The machine in question is a headless router, no X no gnome, and I have a 
manual entry in /etc/fstab that lets me manually mount a DVD. Anaconda 
issued a minor complaint about not being able to mount that specific 
partition, so all partitions may not be available, etc… Previous upgrades 
reported the same warning, which is generally harmless, and I can continue. 
Although I do not believe this was what caused the following issue, I'll 
just mention it for completeness' sake. The same warning came up when 
upgrading to F8, with no ill effects.

Anyway, the upgrade went along its merry way. To avoid wasting any time, I 
upgraded in text mode. It's a little bit faster. Anaconda finished its 
business, and ejected the DVD. No errors reported.

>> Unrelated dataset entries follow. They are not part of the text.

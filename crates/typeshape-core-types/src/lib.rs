//! Core types shared across typeshape facilities
//!
//! This crate provides foundational types used by both error reporting
//! and the logging facility:
//!
//! - **Schema constants**: Canonical field keys and event names
//! - **Sensitive data**: Sensitive<T> marker for redacting field values
//! - **Path segments**: the addressing vocabulary for field paths

pub mod path;
pub mod schema;
pub mod sensitive;

pub use path::{FieldPath, PathSegment};
pub use sensitive::Sensitive;
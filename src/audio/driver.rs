use anyhow::Result;
use async_trait::async_trait;
use serenity::model::id::GuildId;
use tracing::{debug, info};

use super::{
    session::{LoopMode, Session},
    track::Track,
};
use crate::error::QueueError;

/// Servicio externo que realmente reproduce el audio (Lavalink, songbird...).
#[cfg_attr(test, mockall::automock)]
#[async_trait]
pub trait AudioBackend: Send + Sync {
    async fn play(&self, guild_id: GuildId, track: &Track) -> Result<()>;
    async fn stop(&self, guild_id: GuildId) -> Result<()>;
}

#[derive(Debug, Clone, PartialEq)]
pub enum PlaybackOutcome {
    /// A new track was taken from the queue.
    Playing(Track),
    /// Loop `Track` replayed the track that just ended.
    Repeating(Track),
    /// `start` found something already playing.
    AlreadyPlaying(Track),
    /// Nothing left to play.
    Idle,
}

/// Consumidor de la cola: decide qué suena después de cada track.
pub struct PlaybackDriver<B> {
    backend: B,
}

impl<B: AudioBackend> PlaybackDriver<B> {
    pub fn new(backend: B) -> Self {
        Self { backend }
    }

    pub fn backend(&self) -> &B {
        &self.backend
    }

    /// Inicia la reproducción si no hay nada sonando
    pub async fn start(&self, session: &Session) -> Result<PlaybackOutcome> {
        if let Some(current) = session.now_playing() {
            return Ok(PlaybackOutcome::AlreadyPlaying(current));
        }
        self.advance(session).await
    }

    /// Called by the backend's "track ended" event.
    pub async fn on_track_end(&self, session: &Session) -> Result<PlaybackOutcome> {
        let finished = session.finish_track();

        if session.loop_mode() == LoopMode::Track {
            if let Some(track) = finished {
                info!("🔂 Repitiendo track: {}", track.title);
                self.backend.play(session.guild_id(), &track).await?;
                session.start_track(track.clone());
                return Ok(PlaybackOutcome::Repeating(track));
            }
        }

        self.advance(session).await
    }

    /// Salta al siguiente track, ignorando el loop de canción
    pub async fn skip(&self, session: &Session) -> Result<Track> {
        self.backend.stop(session.guild_id()).await?;
        if let Some(skipped) = session.finish_track() {
            debug!("⏭️ Saltado: {}", skipped.title);
        }

        match self.advance(session).await? {
            PlaybackOutcome::Playing(track) => Ok(track),
            _ => Err(QueueError::Empty.into()),
        }
    }

    /// Detiene la reproducción y limpia la cola
    pub async fn stop(&self, session: &Session) -> Result<usize> {
        self.backend.stop(session.guild_id()).await?;
        session.finish_track();
        let cleared = session.queue().clear().await;
        info!("⏹️ Reproducción detenida en guild {}", session.guild_id());
        Ok(cleared)
    }

    async fn advance(&self, session: &Session) -> Result<PlaybackOutcome> {
        let queue = session.queue();

        let looping = session.loop_mode() == LoopMode::Queue;
        if looping && queue.is_empty().await {
            queue.replay_snapshot().await;
        }

        match queue.dequeue().await {
            Some(track) => {
                info!("🎵 Reproduciendo: {} en guild {}", track.title, session.guild_id());
                self.backend.play(session.guild_id(), &track).await?;
                if looping {
                    queue.extend_snapshot(track.clone()).await;
                }
                session.start_track(track.clone());
                Ok(PlaybackOutcome::Playing(track))
            }
            None => {
                info!("📭 Cola vacía en guild {}", session.guild_id());
                Ok(PlaybackOutcome::Idle)
            }
        }
    }
}
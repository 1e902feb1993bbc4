pub mod audio;
pub mod bot;
pub mod config;
pub mod error;
pub mod ui;
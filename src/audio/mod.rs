//! # Audio Module
//!
//! Per-guild playback state for KazeBeats.
//!
//! ## Architecture
//!
//! ### [`track`] - Track model
//! - Structured record handed over by the search layer
//! - Platform detection from the source URI
//!
//! ### [`queue`] - Queue Management
//! - Lock-guarded FIFO of pending tracks, bounded by `max_size`
//! - Reordering, dedupe, filtering, search and statistics
//! - Bounded play history and the loop-queue snapshot
//!
//! ### [`session`] - Session context
//! - One [`session::Session`] per voice connection, owning its queue
//! - Loop mode, now playing and per-session counters
//! - [`session::SessionRegistry`] keyed by guild
//!
//! ### [`driver`] - Playback driver
//! - Consumes the queue whenever a track ends
//! - Applies loop modes and hands tracks to an [`driver::AudioBackend`]
//!
//! ## Example Usage
//!
//! ```rust,no_run
//! use kazebeats::audio::{session::{SessionLimits, SessionRegistry}, track::Track};
//! use serenity::all::GuildId;
//!
//! # async fn example() -> anyhow::Result<()> {
//! let sessions = SessionRegistry::new(SessionLimits::default());
//! let session = sessions.get_or_create(GuildId::new(123456789));
//!
//! let position = session
//!     .add(Track::new("Song", "Artist", "https://youtu.be/dQw4w9WgXcQ"))
//!     .await?;
//! println!("queued at #{}", position);
//!
//! session.queue().shuffle().await;
//! # Ok(())
//! # }
//! ```

pub mod driver;
pub mod queue;
pub mod session;
pub mod track;
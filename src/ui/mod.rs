//! Rendering helpers for the display layer: duration formatting and the
//! Discord embeds for queue, search, history and statistics views.

pub mod embeds;
pub mod format;
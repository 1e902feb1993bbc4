use anyhow::Result;
use serenity::{model::gateway::GatewayIntents, Client};
use std::sync::Arc;
use tracing::{error, info};

use kazebeats::{
    audio::session::{SessionLimits, SessionRegistry},
    bot::KazeBeatsBot,
    config::Config,
};

#[tokio::main]
async fn main() -> Result<()> {
    // Inicializar logging
    tracing_subscriber::fmt()
        .with_env_filter(
            tracing_subscriber::EnvFilter::from_default_env()
                .add_directive("kazebeats=debug".parse()?)
                .add_directive("serenity=info".parse()?),
        )
        .init();

    info!("🎵 Iniciando KazeBeats v{}", env!("CARGO_PKG_VERSION"));

    // Cargar configuración
    let config = Config::load()?;
    info!("{}", config.summary());

    let sessions = Arc::new(SessionRegistry::new(SessionLimits::from(&config)));

    // Configurar intents mínimos necesarios
    let intents = GatewayIntents::GUILDS | GatewayIntents::GUILD_VOICE_STATES;

    let token = config.discord_token.clone();
    let handler = KazeBeatsBot::new(config, sessions);
    let mut client = Client::builder(&token, intents)
        .event_handler(handler)
        .await?;

    // Manejar shutdown graceful
    let shard_manager = client.shard_manager.clone();
    tokio::spawn(async move {
        if let Err(e) = tokio::signal::ctrl_c().await {
            error!("Error al registrar Ctrl+C: {:?}", e);
            return;
        }
        info!("⚠️ Señal de shutdown recibida, cerrando...");
        shard_manager.shutdown_all().await;
    });

    info!("🚀 Bot iniciado exitosamente");
    if let Err(why) = client.start().await {
        error!("Error al ejecutar cliente: {:?}", why);
    }

    Ok(())
}
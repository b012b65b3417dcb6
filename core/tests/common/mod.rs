/*
 * mod.rs
 * Copyright (C) 2026 Chris Burdess
 *
 * This file is part of Strada, a blocking-style HTTP/1.1 client library.
 *
 * Strada is free software: you can redistribute it and/or modify
 * it under the terms of the GNU General Public License as published by
 * the Free Software Foundation, either version 3 of the License, or
 * (at your option) any later version.
 *
 * Strada is distributed in the hope that it will be useful,
 * but WITHOUT ANY WARRANTY; without even the implied warranty of
 * MERCHANTABILITY or FITNESS FOR A PARTICULAR PURPOSE.  See the
 * GNU General Public License for more details.
 *
 * You should have received a copy of the GNU General Public License
 * along with Strada.  If not, see <http://www.gnu.org/licenses/>.
 */

//! Scripted HTTP/1.1 servers for driving the blocking client from tokio tests.

#![allow(dead_code)]

use std::net::SocketAddr;
use std::sync::atomic::{AtomicUsize, Ordering};
use std::sync::{Arc, Mutex};

use tokio::io::{AsyncReadExt, AsyncWriteExt};
use tokio::net::{TcpListener, TcpStream};

pub fn init_tracing() {
    let _ = tracing_subscriber::fmt()
        .with_max_level(tracing::Level::TRACE)
        .with_test_writer()
        .try_init();
}

/// Server that answers every request with `respond(index, request)`, where
/// `index` counts requests across all connections and `request` is the head
/// plus any `Content-Length` body. The connection is closed after a
/// response when either side sent `Connection: close`.
pub struct ScriptedServer {
    pub addr: SocketAddr,
    accepts: Arc<AtomicUsize>,
    requests: Arc<Mutex<Vec<String>>>,
}

impl ScriptedServer {
    pub async fn start<F>(respond: F) -> ScriptedServer
    where
        F: Fn(usize, &str) -> Vec<u8> + Send + Sync + 'static,
    {
        let listener = TcpListener::bind("127.0.0.1:0").await.unwrap();
        let addr = listener.local_addr().unwrap();
        let accepts = Arc::new(AtomicUsize::new(0));
        let requests = Arc::new(Mutex::new(Vec::new()));
        let respond = Arc::new(respond);
        let counter = Arc::new(AtomicUsize::new(0));
        {
            let accepts = accepts.clone();
            let requests = requests.clone();
            tokio::spawn(async move {
                while let Ok((sock, _)) = listener.accept().await {
                    accepts.fetch_add(1, Ordering::SeqCst);
                    tokio::spawn(handle(
                        sock,
                        respond.clone(),
                        counter.clone(),
                        requests.clone(),
                    ));
                }
            });
        }
        ScriptedServer {
            addr,
            accepts,
            requests,
        }
    }

    pub fn url(&self, path: &str) -> String {
        format!("http://{}{}", self.addr, path)
    }

    pub fn accepts(&self) -> usize {
        self.accepts.load(Ordering::SeqCst)
    }

    pub fn requests(&self) -> Vec<String> {
        self.requests.lock().unwrap().clone()
    }
}

fn find(haystack: &[u8], needle: &[u8]) -> Option<usize> {
    haystack.windows(needle.len()).position(|w| w == needle)
}

fn content_length(head: &str) -> usize {
    head.lines()
        .filter_map(|l| l.split_once(':'))
        .find(|(n, _)| n.trim().eq_ignore_ascii_case("content-length"))
        .and_then(|(_, v)| v.trim().parse().ok())
        .unwrap_or(0)
}

async fn fill(sock: &mut TcpStream, buf: &mut Vec<u8>) -> bool {
    let mut chunk = [0u8; 4096];
    match sock.read(&mut chunk).await {
        Ok(0) | Err(_) => false,
        Ok(n) => {
            buf.extend_from_slice(&chunk[..n]);
            true
        }
    }
}

async fn handle<F>(
    mut sock: TcpStream,
    respond: Arc<F>,
    counter: Arc<AtomicUsize>,
    requests: Arc<Mutex<Vec<String>>>,
) where
    F: Fn(usize, &str) -> Vec<u8> + Send + Sync + 'static,
{
    let mut buf = Vec::new();
    loop {
        let head_end = loop {
            if let Some(pos) = find(&buf, b"\r\n\r\n") {
                break pos + 4;
            }
            if !fill(&mut sock, &mut buf).await {
                return;
            }
        };
        let head = String::from_utf8_lossy(&buf[..head_end]).into_owned();
        let end = head_end + content_length(&head);
        while buf.len() < end {
            if !fill(&mut sock, &mut buf).await {
                return;
            }
        }
        let request = String::from_utf8_lossy(&buf[..end]).into_owned();
        buf.drain(..end);

        let index = counter.fetch_add(1, Ordering::SeqCst);
        requests.lock().unwrap().push(request.clone());
        let response = (*respond)(index, &request);
        if sock.write_all(&response).await.is_err() {
            return;
        }
        let closes = |bytes: &[u8]| {
            String::from_utf8_lossy(bytes)
                .to_ascii_lowercase()
                .contains("\r\nconnection: close\r\n")
        };
        if closes(head.as_bytes()) || closes(&response) {
            let _ = sock.shutdown().await;
            return;
        }
    }
}

/// `200 OK` with a `Content-Length` body.
pub fn ok(body: &str) -> Vec<u8> {
    format!(
        "HTTP/1.1 200 OK\r\nContent-Length: {}\r\n\r\n{}",
        body.len(),
        body
    )
    .into_bytes()
}

pub fn header_value<'a>(request: &'a str, name: &str) -> Option<&'a str> {
    request
        .split("\r\n")
        .filter_map(|l| l.split_once(':'))
        .find(|(n, _)| n.trim().eq_ignore_ascii_case(name))
        .map(|(_, v)| v.trim())
}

When I reboot, rather than the lovely grub boot menu, I immediately get 
thrown into Grub's famous "WTF do you wanna do now?" command line prompt. 
Splendid. After booting the DVD into rescue mode, the following state of 
affairs presented itself:

Everything seemed to have been installed normally. No problems mounting my 
existing softraid partitions. /dev/md1 was mounted on /mnt/sysimage, 
/dev/md0 on /mnt/sysimage/boot. This is correct, and grub.conf looked 
perfectly kosher.

Chrooting to /mnt/sysimage, and running "/sbin/grub-install /dev/sda" 
produced a rather loud complaint from the script about being unable to map 
the boot devices for /dev/md0 and /dev/md1. That, apparently is the problem. 
It's twofold: grub-install can't figure out what the drives are. Anaconda 
must've ran grub-install, ignored the error, and continued, business as 
usual.

Outside of the chroot jail, the 'mount' command lists all the partitions. 
Once I'm chrooted into /mnt/sysimage, the 'mount' command is silent. It 
turns out that the mount command reads /etc/mtab. Outside of the chroot 
jail, /etc/mtab is a symlink to /proc/mounts. Inside the chroot jail, 
/etc/mtab is an empty file, and mount reports nothing. This, apparently, 
breaks grub-install.

After replacing /etc/mtab with a symlink to /proc/mount, inside the chroot 
jail, /sbin/grub-install was happy, and I was able to reboot into F9. 
Afterwards, I had to manually remove the /etc/mtab symlink, as it was 
confusing other things.

I have another machine with Fedora installed on softraid, so I'll be doing 
this again, within the next week or so.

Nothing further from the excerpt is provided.